FIGURE 3.

Expression of the HMLX56 gene in different tissues. (A) mRNA expression levels of HMLX56 in mulberry tissues as analyzed by qRT-PCR. The relative gene expression was evaluated using comparative Ct method with EF1-α as the reference gene. The log2 values of the ratio of the expression of HMLX56 to EF1-α are plotted. Data are the average of three experiments for three test samples. Error bars represent SD. (B) Stable expression of pHMLX56::GUS in Arabidopsis plants. The expression vector pHMLX56::GUS was constructed by cloning the promoter of HMLX56 into the vector pBI121 to replace the cauliflower mosaic virus (CaMV) 35S promoter and drive expression of the GUS (β-glucuronidase) reporter gene.
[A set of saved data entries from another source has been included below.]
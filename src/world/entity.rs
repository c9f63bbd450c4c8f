//! Entity instances and their metadata fields

use serde_json::Value;
use tracing::debug;

use crate::config::PipelineConfig;
use crate::error::{PipelineError, Result};
use crate::ldtk::{EntityInstance, FieldInstance};

/// Entity ids are `level_id * ENTITY_ID_STRIDE + index`
pub const ENTITY_ID_STRIDE: usize = 1000;

/// A grid cell referenced by a `Point` field
#[derive(Debug, Clone, Copy, PartialEq, Eq)]
pub struct GridPoint {
    pub cx: i64,
    pub cy: i64,
}

/// How a field instance is carried into the generated code
#[derive(Debug, Clone, PartialEq)]
pub enum FieldKind {
    Point(GridPoint),
    Text(String),
    /// Null values and types the runtime has no table for
    Ignored,
}

impl FieldKind {
    /// Classify a field by its type tag and value
    pub fn classify(field: &FieldInstance) -> FieldKind {
        if field.field_type == "Point" {
            return match point_from_value(&field.value) {
                Some(point) => FieldKind::Point(point),
                None => FieldKind::Ignored,
            };
        }
        match &field.value {
            Value::String(text) => FieldKind::Text(text.clone()),
            _ => FieldKind::Ignored,
        }
    }
}

fn point_from_value(value: &Value) -> Option<GridPoint> {
    let cx = value.get("cx")?.as_i64()?;
    let cy = value.get("cy")?.as_i64()?;
    Some(GridPoint { cx, cy })
}

/// An entity ready for emission
#[derive(Debug, Clone, PartialEq)]
pub struct ParsedEntity {
    /// `level_id * 1000 + index`
    pub id: usize,
    /// Index within its level
    pub index: usize,
    /// Entity type identifier
    pub kind: String,
    /// Pixel position inside the level
    pub x: i64,
    pub y: i64,
    pub points: Vec<(String, GridPoint)>,
    pub strings: Vec<(String, String)>,
}

impl ParsedEntity {
    /// Convert an editor entity, enforcing the generated string capacities
    pub fn from_instance(
        instance: &EntityInstance,
        level_id: usize,
        level_name: &str,
        index: usize,
        config: &PipelineConfig,
    ) -> Result<Self> {
        let owner = format!("level {} entity {} #{}", level_name, instance.identifier, index);
        if index >= ENTITY_ID_STRIDE {
            return Err(PipelineError::SizeBudgetExceeded {
                owner,
                what: "entity count".to_string(),
                len: index + 1,
                max: ENTITY_ID_STRIDE,
            });
        }

        let mut points = Vec::new();
        let mut strings = Vec::new();

        for field in &instance.field_instances {
            let kind = FieldKind::classify(field);
            if kind == FieldKind::Ignored {
                debug!(
                    level = level_name,
                    entity = %instance.identifier,
                    field = %field.identifier,
                    field_type = %field.field_type,
                    "ignoring field"
                );
                continue;
            }

            check_budget(
                &owner,
                &format!("field key {:?} length", field.identifier),
                field.identifier.len(),
                config.field_key_max_size,
            )?;

            match kind {
                FieldKind::Point(point) => points.push((field.identifier.clone(), point)),
                FieldKind::Text(text) => {
                    check_budget(
                        &owner,
                        &format!("field {} length", field.identifier),
                        text.len(),
                        config.string_metadata_max_size,
                    )?;
                    strings.push((field.identifier.clone(), text));
                }
                FieldKind::Ignored => {}
            }
        }

        Ok(Self {
            id: level_id * ENTITY_ID_STRIDE + index,
            index,
            kind: instance.identifier.clone(),
            x: instance.px[0],
            y: instance.px[1],
            points,
            strings,
        })
    }
}

/// Fail when `len` does not fit a capacity of `max` bytes
pub fn check_budget(owner: &str, what: &str, len: usize, max: usize) -> Result<()> {
    if len > max {
        return Err(PipelineError::SizeBudgetExceeded {
            owner: owner.to_string(),
            what: what.to_string(),
            len,
            max,
        });
    }
    Ok(())
}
The plasmid pBI121 containing 35S::GUS was used as a positive control, and wild-type Arabidopsis plants were used as negative controls. (C,D) GUS activity driven by the pHMLX56 promoter in transgenic plants as measured by spectrophotometer. Assays were performed three times, each time with three replicates. Values are given as the mean ± SD of three experiments in each group. Different letters above the columns indicate significant differences (P < 0.05) according to Duncan’s multiple range test. WT, wild type; CT, control; Pst, Pst DC3000 infection; WD, wound treatment; DR, dark treatment; LG, light treatment.